Uangnya tidak ada. Produksi memerlukan keringanan pajak dan subsidi. Outputnya menurun setiap tahunnya. Lebih dari 90% minyak dan gas yang dapat diperoleh kembali hilang. Yang tersisa lebih sulit dan lebih mahal untuk diekstraksi. Jika konflik global yang menaikkan harga teratasi, pengeboran lebih lanjut mungkin tidak akan mencapai titik impas. Pasar sudah rakus dengan surplus minyak sampai saat ini.

Membandingkan emisi: gas Laut Utara vs impor LNG

Klaim lain yang patut dibedah adalah “kebersihan” gas Inggris. Para pendukungnya berpendapat bahwa gas Laut Utara “empat kali lebih bersih” dibandingkan Gas Alam Cair (LNG) yang diimpor. Hal ini berlaku dalam hal emisi produksi. Proses pencairan dan pengiriman LNG memerlukan banyak energi.

Namun, pandangan ini mengabaikan siklus hidup penuh. Jika Anda memperhitungkan pembakaran, gas Laut Utara hanya menawarkan keunggulan 15% lebih rendah emisi dibandingkan LNG. Hal ini bukanlah penyelamat iklim.

Inggris kini mengimpor lebih dari separuh gasnya dalam bentuk LNG. Mengganti sebagian gas tersebut dengan gas domestik Laut Utara akan sedikit mengurangi CO2. Hal ini juga akan mengurangi pendapatan negara-negara yang menghambat aksi iklim—misalnya, Inggris saat ini mendapatkan 37% pasokan gasnya dari AS.

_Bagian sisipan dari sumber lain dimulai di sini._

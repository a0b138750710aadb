// pgbackup/src/backup/archive.rs
use anyhow::{Context, Result};
use flate2::read::MultiGzDecoder;
use flate2::write::GzEncoder;
use flate2::Compression;
use std::fs::File;
use std::io::{self, BufReader, BufWriter};
use std::path::{Path, PathBuf};
use std::sync::Arc;
use tracing::{error, info, warn};

use super::{Artifact, ArtifactStage};
use crate::errors::{StageError, StageKind};
use crate::utils::storage::remove_quietly;

/// Stream transform applied to raw dumps, plus its structural check.
pub trait Codec: Send + Sync {
    /// Compresses `src` into `dest`. The error chain is the codec's diagnostic output.
    fn compress(&self, src: &Path, dest: &Path) -> Result<()>;

    /// True when `path` is a complete, well-formed compressed stream.
    fn verify(&self, path: &Path) -> bool;
}

#[derive(Debug, Clone, Copy)]
pub struct GzipCodec {
    level: u32,
}

impl GzipCodec {
    pub fn new(level: u32) -> Self {
        Self { level }
    }
}

impl Codec for GzipCodec {
    fn compress(&self, src: &Path, dest: &Path) -> Result<()> {
        let mut input = File::open(src)
            .with_context(|| format!("Failed to open raw dump: {}", src.display()))?;
        let output = File::create(dest)
            .with_context(|| format!("Failed to create compressed file: {}", dest.display()))?;

        let mut encoder = GzEncoder::new(BufWriter::new(output), Compression::new(self.level));
        io::copy(&mut input, &mut encoder)
            .with_context(|| format!("Failed to compress {}", src.display()))?;

        let writer = encoder.finish().with_context(|| {
            format!("Failed to finish Gzip encoding for: {}", dest.display())
        })?;
        let file = writer
            .into_inner()
            .map_err(|e| e.into_error())
            .with_context(|| format!("Failed to flush compressed file: {}", dest.display()))?;
        file.sync_all()
            .with_context(|| format!("Failed to sync compressed file: {}", dest.display()))?;
        Ok(())
    }

    fn verify(&self, path: &Path) -> bool {
        match check_gzip_stream(path) {
            Ok(()) => true,
            Err(e) => {
                warn!("Integrity check failed for {}: {}", path.display(), e);
                false
            }
        }
    }
}

// Decodes into a sink; the CRC and length trailer of every member are checked on the way.
fn check_gzip_stream(path: &Path) -> io::Result<()> {
    let file = File::open(path)?;
    if file.metadata()?.len() == 0 {
        return Err(io::Error::new(io::ErrorKind::InvalidData, "file is empty"));
    }
    let mut decoder = MultiGzDecoder::new(BufReader::new(file));
    io::copy(&mut decoder, &mut io::sink())?;
    Ok(())
}

fn compressed_path(raw_path: &Path) -> PathBuf {
    let mut name = raw_path.as_os_str().to_os_string();
    name.push(".gz");
    PathBuf::from(name)
}

/// Compresses a raw artifact and drops the raw file. On failure neither file survives.
///
/// The codec runs on the blocking pool so the run stays responsive to signals.
pub async fn compress_stage(codec: &Arc<dyn Codec>, raw: Artifact) -> Result<Artifact, StageError> {
    let dest = compressed_path(&raw.path);
    info!("Compressing {} to {}", raw.path.display(), dest.display());

    let worker = Arc::clone(codec);
    let (src, out) = (raw.path.clone(), dest.clone());
    let result = tokio::task::spawn_blocking(move || worker.compress(&src, &out))
        .await
        .map_err(|e| anyhow::anyhow!("compression task aborted: {}", e))
        .and_then(|r| r);

    match result {
        Ok(()) => {
            remove_quietly(&raw.path);
            Ok(Artifact::new(raw.database, ArtifactStage::Compressed, dest))
        }
        Err(e) => {
            remove_quietly(&raw.path);
            remove_quietly(&dest);
            error!("Compression failed for {}: {:#}", raw.database, e);
            Err(StageError::new(StageKind::Compress, format!("{:#}", e)))
        }
    }
}

/// Lets an artifact through only if the codec vouches for it; otherwise deletes it.
pub async fn verify_stage(codec: &Arc<dyn Codec>, artifact: Artifact) -> Result<Artifact, StageError> {
    let worker = Arc::clone(codec);
    let path = artifact.path.clone();
    let valid = match tokio::task::spawn_blocking(move || worker.verify(&path)).await {
        Ok(valid) => valid,
        Err(e) => {
            warn!("Integrity check task for {} aborted: {}", artifact.path.display(), e);
            false
        }
    };

    if valid {
        info!("✓ Integrity check passed for {}", artifact.path.display());
        return Ok(artifact);
    }
    remove_quietly(&artifact.path);
    error!("Integrity check failed for {}, artifact discarded", artifact.database);
    Err(StageError::new(
        StageKind::Verify,
        format!("{} is not a valid gzip stream", artifact.path.display()),
    ))
}

#[cfg(test)]
mod tests {
    use super::*;
    use flate2::read::GzDecoder;
    use std::fs;
    use std::io::Read;

    const DUMP: &str = "--\n-- PostgreSQL database dump\n--\nCREATE TABLE accounts (id integer, name text);\nCOPY accounts (id, name) FROM stdin;\n1\talice\n2\tbob\n\\.\n";

    fn raw_artifact(dir: &Path, contents: &str) -> Artifact {
        let path = dir.join("app_20261016_020000.sql");
        fs::write(&path, contents).unwrap();
        Artifact::new("app", ArtifactStage::Raw, path)
    }

    struct BrokenCodec;

    fn gzip(level: u32) -> Arc<dyn Codec> {
        Arc::new(GzipCodec::new(level))
    }

    impl Codec for BrokenCodec {
        fn compress(&self, _src: &Path, dest: &Path) -> Result<()> {
            fs::write(dest, b"\x1f\x8b partial")?;
            Err(anyhow::anyhow!("disk quota exceeded"))
        }

        fn verify(&self, _path: &Path) -> bool {
            false
        }
    }

    #[tokio::test]
    async fn test_compress_stage_replaces_raw_with_gzip() {
        let dir = tempfile::tempdir().unwrap();
        let raw = raw_artifact(dir.path(), DUMP);
        let raw_path = raw.path.clone();

        let compressed = compress_stage(&gzip(6), raw).await.unwrap();

        assert_eq!(compressed.stage, ArtifactStage::Compressed);
        assert_eq!(compressed.path, dir.path().join("app_20261016_020000.sql.gz"));
        assert!(!raw_path.exists());

        let mut decoded = String::new();
        GzDecoder::new(File::open(&compressed.path).unwrap())
            .read_to_string(&mut decoded)
            .unwrap();
        assert_eq!(decoded, DUMP);
    }

    #[tokio::test]
    async fn test_compress_stage_failure_removes_everything() {
        let dir = tempfile::tempdir().unwrap();
        let raw = raw_artifact(dir.path(), DUMP);

        let err = compress_stage(&(Arc::new(BrokenCodec) as Arc<dyn Codec>), raw)
            .await
            .unwrap_err();
        assert_eq!(err.kind, StageKind::Compress);
        assert!(err.detail.contains("disk quota exceeded"));
        assert_eq!(fs::read_dir(dir.path()).unwrap().count(), 0);
    }

    #[tokio::test]
    async fn test_compress_missing_source_fails() {
        let dir = tempfile::tempdir().unwrap();
        let missing = Artifact::new("app", ArtifactStage::Raw, dir.path().join("missing.sql"));
        let err = compress_stage(&gzip(6), missing).await.unwrap_err();
        assert_eq!(err.kind, StageKind::Compress);
        assert_eq!(fs::read_dir(dir.path()).unwrap().count(), 0);
    }

    #[tokio::test]
    async fn test_verify_accepts_valid_and_empty_dump() {
        let dir = tempfile::tempdir().unwrap();
        let codec = gzip(9);

        let compressed = compress_stage(&codec, raw_artifact(dir.path(), DUMP)).await.unwrap();
        assert!(codec.verify(&compressed.path));

        let empty_dir = tempfile::tempdir().unwrap();
        let empty = compress_stage(&codec, raw_artifact(empty_dir.path(), "")).await.unwrap();
        assert!(codec.verify(&empty.path));
    }

    #[tokio::test]
    async fn test_verify_rejects_truncated_and_garbage() {
        let dir = tempfile::tempdir().unwrap();
        let codec = gzip(6);
        let compressed = compress_stage(&codec, raw_artifact(dir.path(), &DUMP.repeat(50)))
            .await
            .unwrap();

        let bytes = fs::read(&compressed.path).unwrap();
        let truncated = dir.path().join("truncated.sql.gz");
        fs::write(&truncated, &bytes[..bytes.len() / 2]).unwrap();
        assert!(!codec.verify(&truncated));

        let no_trailer = dir.path().join("no_trailer.sql.gz");
        fs::write(&no_trailer, &bytes[..bytes.len() - 4]).unwrap();
        assert!(!codec.verify(&no_trailer));

        let garbage = dir.path().join("garbage.sql.gz");
        fs::write(&garbage, b"this is plain text, not gzip").unwrap();
        assert!(!codec.verify(&garbage));

        let empty = dir.path().join("empty.sql.gz");
        fs::write(&empty, b"").unwrap();
        assert!(!codec.verify(&empty));

        assert!(!codec.verify(&dir.path().join("missing.sql.gz")));
    }

    #[tokio::test]
    async fn test_verify_stage_discards_bad_artifact() {
        let dir = tempfile::tempdir().unwrap();
        let path = dir.path().join("app_20261016_020000.sql.gz");
        fs::write(&path, b"corrupt").unwrap();
        let artifact = Artifact::new("app", ArtifactStage::Compressed, path.clone());

        let err = verify_stage(&gzip(6), artifact).await.unwrap_err();
        assert_eq!(err.kind, StageKind::Verify);
        assert!(!path.exists());
    }

    #[tokio::test(flavor = "current_thread")]
    async fn test_codec_runs_off_the_async_thread() {
        struct SlowCodec(std::time::Duration);

        impl Codec for SlowCodec {
            fn compress(&self, src: &Path, dest: &Path) -> Result<()> {
                std::thread::sleep(self.0);
                GzipCodec::new(1).compress(src, dest)
            }

            fn verify(&self, _path: &Path) -> bool {
                true
            }
        }

        let dir = tempfile::tempdir().unwrap();
        let codec: Arc<dyn Codec> = Arc::new(SlowCodec(std::time::Duration::from_millis(500)));
        let stage = compress_stage(&codec, raw_artifact(dir.path(), DUMP));

        // A timer on the same single-threaded runtime must still fire while the codec works.
        let outcome = tokio::time::timeout(std::time::Duration::from_millis(50), stage).await;
        assert!(outcome.is_err());
    }
}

Tapi ada alternatif yang lebih baik.

Inggris mengimpor sejumlah besar minyak dari Norwegia melalui jaringan pipa. Gas pipa dari Norwegia memiliki emisi produksi yang lebih rendah dibandingkan gas Laut Utara. Dari perspektif iklim yang ketat, membeli gas pipa Norwegia lebih baik daripada melakukan pengeboran lebih keras di Laut Utara.

Kita hanya perlu memeriksa realitasnya. Jenis bahan bakar tidak terlalu berpengaruh dibandingkan volume yang kita konsumsi. Fokusnya perlu dialihkan sepenuhnya ke arah elektrifikasi dan efisiensi. Perdebatan mengenai pengeboran hanyalah kebisingan di dunia yang memanas.